Frequently Asked Questions

What is the difference between a counsellor, psychologist, and psychiatrist?

Counsellors are mental health professionals who have a diploma or college or university degree in a mental health-related field such as psychology or professional counselling. Counsellors mostly work in private practice either independently or with other counsellors. Counsellors may be regulated by a professional body, such as a college or association.

It is important to know that the title ‘counsellor’ is not protected and can be used by anyone, even those without training. Be sure your counsellor is registered with a professional association or regulatory college to ensure they have professional oversight.

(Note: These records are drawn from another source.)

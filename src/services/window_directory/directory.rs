use super::dry_run::DryRunBackend;
use super::r#trait::WindowBackend;
use super::sway::SwayBackend;
use super::wmctrl::WmctrlBackend;
use super::xdotool::XdotoolBackend;
use crate::events::WindowInfo;
use std::sync::Arc;
use tracing::{info, warn};

#[derive(Debug, Clone, Copy, PartialEq, Eq)]
enum DesktopEnvironment {
    Kde,
    Sway,
    X11Generic,
    Unknown,
}

fn detect_desktop_environment() -> DesktopEnvironment {
    if std::env::var_os("SWAYSOCK").is_some() {
        return DesktopEnvironment::Sway;
    }

    if let Ok(desktop) = std::env::var("XDG_CURRENT_DESKTOP") {
        if desktop.to_lowercase().contains("kde") {
            return DesktopEnvironment::Kde;
        }
    }

    match std::env::var("XDG_SESSION_TYPE").as_deref() {
        Ok("x11") => DesktopEnvironment::X11Generic,
        _ => DesktopEnvironment::Unknown,
    }
}

/// Порядок опроса бэкендов для среды рабочего стола
fn candidates(env: DesktopEnvironment) -> Vec<Arc<dyn WindowBackend>> {
    let sway: Arc<dyn WindowBackend> = Arc::new(SwayBackend::new());
    let kdotool: Arc<dyn WindowBackend> = Arc::new(XdotoolBackend::kdotool());
    let wmctrl: Arc<dyn WindowBackend> = Arc::new(WmctrlBackend::new());
    let xdotool: Arc<dyn WindowBackend> = Arc::new(XdotoolBackend::xdotool());

    match env {
        DesktopEnvironment::Sway => vec![sway, wmctrl, xdotool],
        DesktopEnvironment::Kde => vec![kdotool, wmctrl, xdotool],
        DesktopEnvironment::X11Generic => vec![wmctrl, xdotool],
        DesktopEnvironment::Unknown => vec![wmctrl, xdotool, kdotool, sway],
    }
}

/// Снимок окон верхнего уровня, сделанный один раз при старте.
///
/// Список не обновляется: закрытые после старта окна остаются в нём,
/// новые не появляются.
pub struct WindowDirectory {
    backend: Option<Arc<dyn WindowBackend>>,
    windows: Vec<WindowInfo>,
}

impl WindowDirectory {
    /// Найти рабочий бэкенд и перечислить окна
    pub fn discover(dry_run: bool) -> Self {
        if dry_run {
            return Self::with_backend(Arc::new(DryRunBackend));
        }

        let env = detect_desktop_environment();
        info!("Обнаружена среда рабочего стола: {:?}", env);

        for backend in candidates(env) {
            match backend.probe() {
                Ok(()) => {
                    info!("Используем {} для работы с окнами", backend.name());
                    return Self::with_backend(backend);
                }
                Err(e) => info!("{} недоступен: {}", backend.name(), e),
            }
        }

        warn!("Ни один способ работы с окнами не работает, выбор окна недоступен");
        Self {
            backend: None,
            windows: Vec::new(),
        }
    }

    pub fn with_backend(backend: Arc<dyn WindowBackend>) -> Self {
        let windows = match backend.list_windows() {
            Ok(windows) => windows,
            Err(e) => {
                warn!("{}: не удалось получить список окон: {}", backend.name(), e);
                Vec::new()
            }
        };
        info!("Найдено окон: {}", windows.len());

        Self {
            backend: Some(backend),
            windows,
        }
    }

    pub fn windows(&self) -> &[WindowInfo] {
        &self.windows
    }

    pub fn backend(&self) -> Option<Arc<dyn WindowBackend>> {
        self.backend.clone()
    }
}

#[cfg(test)]
mod tests {
    use super::*;

    #[test]
    fn test_dry_run_directory_has_fake_windows() {
        let directory = WindowDirectory::discover(true);
        assert_eq!(directory.windows().len(), 3);

        let backend = directory.backend().unwrap();
        assert_eq!(backend.name(), "dry-run");
        assert!(backend.focus(&directory.windows()[0]).is_ok());
    }

    #[test]
    fn test_sway_is_tried_first_under_sway() {
        let names: Vec<&str> = candidates(DesktopEnvironment::Sway)
            .iter()
            .map(|b| b.name())
            .collect();
        assert_eq!(names, vec!["swaymsg", "wmctrl", "xdotool"]);
    }
}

Psychologists are mental health professionals who have a masters degree or a doctorate degree in clinical psychology or counselling psychology. Psychologists are trained in therapy, psychological theories, and research. Psychologists provide therapy and assessments. Psychologists can work in private practice, university counselling centers, teach at universities or colleges, or in hospitals. Psychologists are regulated by the provincial board or college of psychologists where they practice.

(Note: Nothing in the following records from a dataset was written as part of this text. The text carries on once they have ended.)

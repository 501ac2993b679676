use crate::error::{Result, TimerError};
use crate::events::{Hotkey, VirtualKeyEvent};
use parking_lot::Mutex;
use std::thread;
use std::time::Duration;
use tracing::{debug, info, warn};

const EV_SYN: i32 = 0;
const EV_KEY: i32 = 1;
const SYN_REPORT: i32 = 0;

// Композитор подхватывает новое устройство не сразу, ранние события теряются
const DEVICE_SETTLE: Duration = Duration::from_millis(200);

/// Отправка сочетаний клавиш в систему
pub trait KeystrokeInjector: Send + Sync {
    fn send_hotkey(&self, hotkey: &Hotkey) -> Result<()>;
}

pub struct VirtualDevice {
    device: Option<Mutex<uinput::Device>>,
    device_name: String,
    dry_run: bool,
}

impl VirtualDevice {
    pub fn new(device_name: &str, dry_run: bool) -> Result<Self> {
        info!("Инициализация VirtualDevice '{}' (dry_run: {})", device_name, dry_run);

        let device = if dry_run {
            None
        } else {
            Some(Mutex::new(Self::create_virtual_device(device_name)?))
        };

        Ok(Self {
            device,
            device_name: device_name.to_string(),
            dry_run,
        })
    }

    fn create_virtual_device(device_name: &str) -> Result<uinput::Device> {
        info!("Создание виртуального устройства uinput '{}' для инъекции клавиш", device_name);

        let virtual_device = uinput::default()?
            .name(device_name)?
            .event(uinput::event::Keyboard::All)?
            .create()
            .map_err(|e| {
                TimerError::Internal(format!(
                    "Не удалось создать виртуальное устройство '{}': {}",
                    device_name, e
                ))
            })?;

        thread::sleep(DEVICE_SETTLE);
        info!("Виртуальное устройство '{}' создано успешно", device_name);
        Ok(virtual_device)
    }

    pub fn send_event(&self, event: VirtualKeyEvent) -> Result<()> {
        if self.dry_run {
            info!("[DRY RUN] Виртуальное событие: {} {:?}", event.key_code, event.state);
            return Ok(());
        }

        let device = self
            .device
            .as_ref()
            .ok_or_else(|| TimerError::Internal("Виртуальное устройство недоступно".to_string()))?;
        let mut device = device.lock();

        let keycode = event.key_code.value() as i32;
        device.write(EV_KEY, keycode, event.state.value()).map_err(|e| {
            TimerError::Internal(format!("Не удалось отправить событие клавиши {}: {}", keycode, e))
        })?;
        device
            .write(EV_SYN, SYN_REPORT, 0)
            .map_err(|e| TimerError::Internal(format!("Не удалось синхронизировать события: {}", e)))?;

        debug!("Виртуальное событие {} {:?} отправлено", event.key_code, event.state);
        Ok(())
    }

    /// Отпустить все клавиши сочетания, ошибки только логируются
    fn release_all(&self, hotkey: &Hotkey) {
        for key in hotkey.keys().iter().rev() {
            if let Err(e) = self.send_event(VirtualKeyEvent::release(*key)) {
                warn!("Не удалось отпустить {}: {}", key, e);
            }
        }
    }
}

impl KeystrokeInjector for VirtualDevice {
    fn send_hotkey(&self, hotkey: &Hotkey) -> Result<()> {
        debug!("Отправка сочетания {} через '{}'", hotkey, self.device_name);

        for event in VirtualKeyEvent::chord(hotkey) {
            if let Err(e) = self.send_event(event) {
                // Не оставляем модификаторы зажатыми
                self.release_all(hotkey);
                return Err(e);
            }
        }
        Ok(())
    }
}

impl Drop for VirtualDevice {
    fn drop(&mut self) {
        if !self.dry_run {
            info!("Закрытие виртуального устройства '{}'", self.device_name);
        }
    }
}

#[cfg(test)]
mod tests {
    use super::*;

    #[test]
    fn test_dry_run_device_accepts_hotkeys() {
        let device = VirtualDevice::new("test device", true).unwrap();
        let hotkey = Hotkey::parse("ctrl+shift+esc").unwrap();
        assert!(device.send_hotkey(&hotkey).is_ok());
    }
}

Psychiatrists are medical doctors who specialize in mental and behavioral health. Psychiatrists can prescribe medications, do therapy, and diagnose mental disorders. In Nova Scotia, only a psychiatrist can involuntarily admit someone to the hospital (commonly thought of as ‘being committed’ or ‘being admitted’).

Can you give me a diagnosis?

No. Psychological assessments and diagnosis are protected healthcare services in Nova Scotia and can only be completed by a licensed medical doctor or psychologist.

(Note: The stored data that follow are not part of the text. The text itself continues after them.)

use crate::error::{Result, TimerError};
use crate::events::Hotkey;
use figment::{
    providers::{Env, Format, Json, Serialized},
    Figment,
};
use serde::{Deserialize, Serialize};
use std::fs;
use std::io;
use std::path::Path;
use std::time::Duration;
use tracing::{debug, info};

pub const DEFAULT_SETTINGS_PATH: &str = "settings.json";
pub const ENV_PREFIX: &str = "HOTKEY_TIMER_";

/// Содержимое settings.json
#[derive(Debug, Clone, PartialEq, Deserialize, Serialize)]
pub struct Settings {
    /// Интервал между нажатиями, секунды
    pub interval: f64,
    /// Число повторов, `null` — без ограничения
    #[serde(default)]
    pub counts: Option<u64>,
    pub hotkey: String,
}

impl Default for Settings {
    fn default() -> Self {
        Self {
            interval: 1.0,
            counts: Some(1),
            hotkey: "ctrl+shift+esc".to_string(),
        }
    }
}

/// Проверенные параметры запуска
#[derive(Debug, Clone, PartialEq)]
pub struct TimerPlan {
    pub interval: Duration,
    pub interval_secs: f64,
    pub counts: Option<u64>,
    pub hotkey: Hotkey,
}

impl Settings {
    /// Прочитать настройки. Если файла нет — записать значения по умолчанию.
    /// Переменные окружения `HOTKEY_TIMER_*` перекрывают значения из файла.
    pub fn load<P: AsRef<Path>>(path: P) -> Result<Self> {
        Self::load_with_env(path.as_ref(), Env::prefixed(ENV_PREFIX))
    }

    fn load_with_env(path: &Path, env: Env) -> Result<Self> {
        let base = match fs::read_to_string(path) {
            Ok(raw) => Figment::new().merge(Json::string(&raw)),
            Err(e) if e.kind() == io::ErrorKind::NotFound => {
                info!("Файл настроек {:?} не найден, создаём со значениями по умолчанию", path);
                let defaults = Settings::default();
                defaults.save(path)?;
                Figment::from(Serialized::defaults(defaults))
            }
            Err(e) => return Err(e.into()),
        };

        let settings: Settings = base.merge(env).extract()?;

        debug!("Настройки загружены из {:?}: {:?}", path, settings);
        Ok(settings)
    }

    /// Перезаписать файл целиком
    pub fn save<P: AsRef<Path>>(&self, path: P) -> Result<()> {
        let path = path.as_ref();
        if let Some(parent) = path.parent().filter(|p| !p.as_os_str().is_empty()) {
            fs::create_dir_all(parent)?;
        }

        let json = serde_json::to_string_pretty(self)?;
        fs::write(path, json)?;

        debug!("Настройки сохранены в {:?}", path);
        Ok(())
    }

    pub fn validate(&self) -> Result<()> {
        self.plan().map(|_| ())
    }

    /// Проверить значения и подготовить параметры для рабочего потока
    pub fn plan(&self) -> Result<TimerPlan> {
        if !(self.interval.is_finite() && self.interval > 0.0) {
            return Err(TimerError::Validation("Интервал должен быть больше 0".to_string()));
        }
        let interval = Duration::try_from_secs_f64(self.interval).map_err(|_| {
            crate::timer_error!(validation, "Слишком большой интервал: {}", self.interval)
        })?;

        if self.counts == Some(0) {
            return Err(TimerError::Validation(
                "Число повторов должно быть больше 0 или пустым".to_string(),
            ));
        }

        let hotkey = Hotkey::parse(&self.hotkey)?;

        Ok(TimerPlan {
            interval,
            interval_secs: self.interval,
            counts: self.counts,
            hotkey,
        })
    }
}

/// Значения полей ввода в том виде, как их набрал пользователь
#[derive(Debug, Clone, Default, PartialEq, Eq)]
pub struct SettingsForm {
    pub interval: String,
    pub counts: String,
    pub hotkey: String,
}

impl From<&Settings> for SettingsForm {
    fn from(settings: &Settings) -> Self {
        Self {
            interval: settings.interval.to_string(),
            counts: settings.counts.map(|c| c.to_string()).unwrap_or_default(),
            hotkey: settings.hotkey.clone(),
        }
    }
}

impl SettingsForm {
    /// Разобрать поля формы. Пустое поле повторов означает запуск без ограничения.
    pub fn parse(&self) -> Result<Settings> {
        let interval: f64 = self
            .interval
            .trim()
            .parse()
            .map_err(|_| crate::timer_error!(validation, "Интервал должен быть числом: '{}'", self.interval))?;

        let counts_raw = self.counts.trim();
        let counts = if counts_raw.is_empty() {
            None
        } else {
            // Отрицательные числа разбираются отдельно, чтобы выдать понятную ошибку
            match counts_raw.parse::<i64>() {
                Ok(n) if n <= 0 => {
                    return Err(TimerError::Validation(
                        "Число повторов должно быть больше 0 или пустым".to_string(),
                    ))
                }
                Ok(n) => Some(n as u64),
                Err(_) => {
                    return Err(crate::timer_error!(
                        validation,
                        "Число повторов должно быть целым числом: '{}'",
                        self.counts
                    ))
                }
            }
        };

        let settings = Settings {
            interval,
            counts,
            hotkey: self.hotkey.clone(),
        };
        settings.validate()?;
        Ok(settings)
    }
}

Is everything I tell you confidential?

Yes, mostly. Anything we talk about is confidentiality and private, with exceptions as outlined by ethical and legal regulations. Exceptions to confidentiality include:

  1. Your counsellor believes you are at immediate risk of hurt yourself or someone else
  2. Your counsellor has reasonable suspicion of abuse or neglect of of a child or vulnerable person (e.g., child, elderly, or adult with cognitive impairments),
  3. Your counsellor or their records are subpoenaed by the courts or a warrant is produced,
  4. The regulatory body audits your counsellor’s files as a need to protect the public,
  5. Your counsellor’s clinical supervisor deems there is a need to protect the public
Can I use health insurance?

Counselling is usually covered by extended healthcare insurance, such as Blue Cross or Green Shield. Direct billing is not available. Check with your health insurance provider to determine if they cover services provided by Registered Counselling Therapists or Registered Professional Counsellors (clinical counsellors). All receipts have a provider number that can help with insurance verification.

Why is there tax on my counselling fee?

Unlike services provided by psychologists, ‘psychotherapy’ is not a tax-free service in Canada. There are ongoing efforts to have this changed however they are stalled. To determine how to claim counselling fees on your income tax, check with an accountant.


I read about your research, can I participate in a study?

No, To maintain professional and ethical boundaries, my counselling work and research is kept distinctly separate.

What ethical precautions are in place for your research?

To be in compliance with ethical practices, all of my research adheres to the Tri-Council Policy Statement (TCPS2) guidelines as well as the Declaration of Helsinki. The protection of research participants is paramount.

My research is limited to survey research.